The Medical Association for the Prevention of War (Australia) (MAPW), The Public Health Association of Australia (PHAA) and the Doctors Reform Society (DRS), have joined together to express their grave concerns at reports that a weapon which emits low-level radioactivity over a long period of time is being used against the people of Serbia.

Dr Susan Wareham, President of the Medical Association for the Prevention of War said "Battlefields in Iraq have been contaminated forever, and it is shameful that this same weapon which is strongly suspected of causing cancers in children is being used now against the people and the environment of the Balkans."

At a US Department of Defence briefing, Major General Wald has stated that NATO is using depleted uranium (DU) as a tank-piercing weapon against the Serbs. DU penetrators pierce tanks and other armour very, then ignite. The radioactive particles thus released can be carried by wind or water over a wide area and stay in the environment permanently.
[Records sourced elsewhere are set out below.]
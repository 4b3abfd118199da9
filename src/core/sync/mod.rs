// ─── Sync Engine ───
// Upload and restore passes between the local save tree and the cloud root.

pub mod engine;
pub mod remote;
pub mod report;

pub use engine::SyncEngine;
pub use remote::{RemoteLayout, DEFAULT_CLOUD_ROOT};
pub use report::{SyncFailure, SyncReport};
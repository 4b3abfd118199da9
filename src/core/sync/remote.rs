use crate::core::error::SyncResult;
use crate::core::saves::LayoutMode;
use crate::core::storage::{resolve_folder, FolderRef, StorageClient};

pub const DEFAULT_CLOUD_ROOT: &str = "MinecraftBackups";

/// The three folders every pass works against:
/// `<root>/Vanilla` and `<root>/Modded`.
#[derive(Debug, Clone)]
pub struct RemoteLayout {
    pub root: FolderRef,
    pub vanilla: FolderRef,
    pub modded: FolderRef,
}

impl RemoteLayout {
    /// Find-or-create the root and both scope folders.
    pub async fn resolve(store: &dyn StorageClient, root_name: &str) -> SyncResult<Self> {
        let root = resolve_folder(store, root_name, None).await?;
        let vanilla =
            resolve_folder(store, LayoutMode::Flat.remote_folder_name(), Some(&root)).await?;
        let modded =
            resolve_folder(store, LayoutMode::Nested.remote_folder_name(), Some(&root)).await?;

        Ok(Self {
            root,
            vanilla,
            modded,
        })
    }
}
use std::process::ExitCode;

#[tokio::main]
async fn main() -> ExitCode {
    craftsync_lib::run().await
}
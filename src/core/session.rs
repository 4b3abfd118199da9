// ─── Session ───
// One full run: identity check, restore, play, upload.

use std::future::Future;
use std::path::PathBuf;
use std::time::Duration;

use serde::Serialize;
use tracing::{info, warn};

use crate::core::config::Config;
use crate::core::error::SyncResult;
use crate::core::identity::{GateState, IdentityGate};
use crate::core::lifecycle::{
    wait_until_exited, wait_until_running, GameProcess, DEFAULT_POLL_INTERVAL,
};
use crate::core::status::{StatusEvent, StatusSink, Step, StepStatus};
use crate::core::storage::StorageClient;
use crate::core::sync::{SyncEngine, SyncReport};

#[derive(Debug, Clone)]
pub struct LaunchOptions {
    pub launcher: Option<PathBuf>,
    pub enabled: bool,
    pub poll_interval: Duration,
}

impl Default for LaunchOptions {
    fn default() -> Self {
        Self {
            launcher: None,
            enabled: true,
            poll_interval: DEFAULT_POLL_INTERVAL,
        }
    }
}

impl From<&Config> for LaunchOptions {
    fn from(config: &Config) -> Self {
        Self {
            launcher: config.launcher_path.clone(),
            enabled: config.launch_enabled,
            poll_interval: config.poll_interval,
        }
    }
}

/// What a full run did. `gate` is `None` when the identity check could not
/// reach the store and the run went ahead without syncing.
#[derive(Debug, Clone, Serialize)]
pub struct RunOutcome {
    pub gate: Option<GateState>,
    pub restore: Option<SyncReport>,
    pub upload: Option<SyncReport>,
}

/// Wires the sync engine, identity gate and game process together for a run.
pub struct Session<'a> {
    engine: SyncEngine,
    gate: IdentityGate,
    store: &'a dyn StorageClient,
    game: &'a dyn GameProcess,
    status: &'a dyn StatusSink,
    launch: LaunchOptions,
}

impl<'a> Session<'a> {
    pub fn new(
        engine: SyncEngine,
        gate: IdentityGate,
        store: &'a dyn StorageClient,
        game: &'a dyn GameProcess,
        status: &'a dyn StatusSink,
        launch: LaunchOptions,
    ) -> Self {
        Self {
            engine,
            gate,
            store,
            game,
            status,
            launch,
        }
    }

    pub fn gate(&self) -> &IdentityGate {
        &self.gate
    }

    fn emit(&self, step: Step, status: StepStatus) {
        self.status.emit(StatusEvent::new(step, status));
    }

    /// Emit `started`, run `work`, then `completed` or `failed`.
    async fn tracked<T, F>(&self, step: Step, work: F) -> SyncResult<T>
    where
        F: Future<Output = SyncResult<T>>,
    {
        self.emit(step, StepStatus::Started);
        match work.await {
            Ok(value) => {
                self.emit(step, StepStatus::Completed);
                Ok(value)
            }
            Err(err) => {
                self.emit(step, StepStatus::Failed);
                Err(err)
            }
        }
    }

    pub async fn check_identity(&self) -> SyncResult<GateState> {
        self.tracked(Step::IdentityCheck, async {
            let layout = self.engine.resolve_layout(self.store).await?;
            self.gate.check(self.store, &layout.root).await
        })
        .await
    }

    /// A marker that could not be written is logged; the saves on both
    /// sides are already in place by then.
    async fn refresh_identity(&self) {
        let refreshed = self
            .tracked(Step::IdentityRefresh, async {
                let layout = self.engine.resolve_layout(self.store).await?;
                self.gate.refresh(self.store, &layout.root).await
            })
            .await;
        if let Err(err) = refreshed {
            warn!("Identity marker not refreshed: {}", err);
        }
    }

    /// Restore when the gate says so, or always when `force` is set.
    /// The marker is only rewritten after a restore without failures.
    pub async fn restore_if_needed(
        &self,
        force: bool,
    ) -> SyncResult<(GateState, Option<SyncReport>)> {
        let state = self.check_identity().await?;
        let report = self.restore_for(state, force).await?;
        Ok((state, report))
    }

    async fn restore_for(&self, state: GateState, force: bool) -> SyncResult<Option<SyncReport>> {
        if !force && !state.restore_required() {
            info!("Local saves are current, skipping restore");
            self.emit(Step::Restore, StepStatus::Skipped);
            return Ok(None);
        }

        self.emit(Step::Restore, StepStatus::Started);
        let report = match self.engine.sync_and_restore_from_cloud(self.store).await {
            Ok(report) => report,
            Err(err) => {
                self.emit(Step::Restore, StepStatus::Failed);
                return Err(err);
            }
        };

        if report.is_clean() {
            self.emit(Step::Restore, StepStatus::Completed);
            self.refresh_identity().await;
        } else {
            warn!(
                "Restore finished with {} failures, identity marker left as is",
                report.failures.len()
            );
            self.emit(Step::Restore, StepStatus::Failed);
            self.emit(Step::IdentityRefresh, StepStatus::Skipped);
        }
        Ok(Some(report))
    }

    /// Upload pass followed by a marker refresh when it went through cleanly.
    pub async fn upload(&self) -> SyncResult<SyncReport> {
        self.emit(Step::Upload, StepStatus::Started);
        let report = match self.engine.sync_to_cloud(self.store).await {
            Ok(report) => report,
            Err(err) => {
                self.emit(Step::Upload, StepStatus::Failed);
                return Err(err);
            }
        };

        if report.skipped {
            self.emit(Step::Upload, StepStatus::Skipped);
            self.emit(Step::IdentityRefresh, StepStatus::Skipped);
        } else if report.is_clean() {
            self.emit(Step::Upload, StepStatus::Completed);
            self.refresh_identity().await;
        } else {
            self.emit(Step::Upload, StepStatus::Failed);
            self.emit(Step::IdentityRefresh, StepStatus::Skipped);
        }
        Ok(report)
    }

    fn launch_game(&self) {
        if self.game.is_running() {
            info!("Minecraft is already running");
            self.emit(Step::Launch, StepStatus::Skipped);
            return;
        }
        if !self.launch.enabled {
            info!("Launching disabled, start the game manually");
            self.emit(Step::Launch, StepStatus::Skipped);
            return;
        }

        self.emit(Step::Launch, StepStatus::Started);
        let launched = match &self.launch.launcher {
            Some(path) => self.game.launch(path),
            None => {
                warn!("No launcher configured, start the game manually");
                false
            }
        };
        let status = if launched {
            StepStatus::Completed
        } else {
            StepStatus::Failed
        };
        self.emit(Step::Launch, status);
    }

    /// The whole run. Waiting on the game has no timeout.
    ///
    /// When the store cannot be reached for the identity check the game is
    /// still launched, but neither restore nor upload runs.
    pub async fn run(&self) -> SyncResult<RunOutcome> {
        let gate = match self.check_identity().await {
            Ok(state) => Some(state),
            Err(err) => {
                warn!("Identity check failed, playing without sync: {}", err);
                self.emit(Step::Restore, StepStatus::Skipped);
                None
            }
        };
        let restore = match gate {
            Some(state) => self.restore_for(state, false).await?,
            None => None,
        };

        self.launch_game();

        self.emit(Step::WaitForStart, StepStatus::Started);
        wait_until_running(self.game, self.launch.poll_interval).await;
        self.emit(Step::WaitForStart, StepStatus::Completed);

        self.emit(Step::WaitForExit, StepStatus::Started);
        wait_until_exited(self.game, self.launch.poll_interval).await;
        self.emit(Step::WaitForExit, StepStatus::Completed);

        // Uploading over a half-restored tree would push missing worlds as deletions.
        let upload = match (&gate, &restore) {
            (None, _) => {
                warn!("Cloud state unknown, skipping upload");
                self.emit(Step::Upload, StepStatus::Skipped);
                None
            }
            (_, Some(report)) if !report.is_clean() => {
                warn!(
                    "Restore had failures, skipping upload; check {:?}",
                    self.engine.saves().backup_dir()
                );
                self.emit(Step::Upload, StepStatus::Skipped);
                None
            }
            _ => Some(self.upload().await?),
        };

        Ok(RunOutcome {
            gate,
            restore,
            upload,
        })
    }
}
Depleted uranium, or U-238, is readily available as it is part of the waste produced during uranium enrichment for both nuclear power and nuclear weapons production. Its half-life is 4,500 billion years. DU is dangerous as it emits alpha radiation and, when inhaled, it can lodge in the lungs and spread from there to other organs. In addition DU, being a heavy metal, is very chemically toxic.

Over 300 tons of DU were used in Iraq in the brief ground war of 1991. The rates of childhood leukaemia and of congenital abnormalities among the people of Iraq has risen dramatically since 1991. DU is widely believed to be responsible for this. In addition it is a possible factor in the ill-health of over 100,000 US and allied service personnel who fought in the Gulf War and an unknown number of Iraqi veterans. Despite knowledge of the danger of this material, service personnel were not informed about it.

The UN Human Rights Commission has also expressed its concern at the use of DU in weapons, because of its indiscriminate effect. In October 1998 the World Health Organisation commenced a two-year study on the health effects of DU, particularly in relation to the increased rates of leukaemia and other malignancies in Iraq.

The MAPW, the PHAA and the DRS also expressed grave concern that another long-lived weapon is being used against the people of Serbia - cluster bombs. These weapons, when dropped from the air, scatter dozens of devices which behave like land mines and are a particular threat to children. They will remain, to kill and maim children and adults, long after hostilities cease.

MAPW, the Public Health Association of Australia and the DRS, have called for the withdrawal of all depleted uranium weapons and cluster bombs from the Balkans.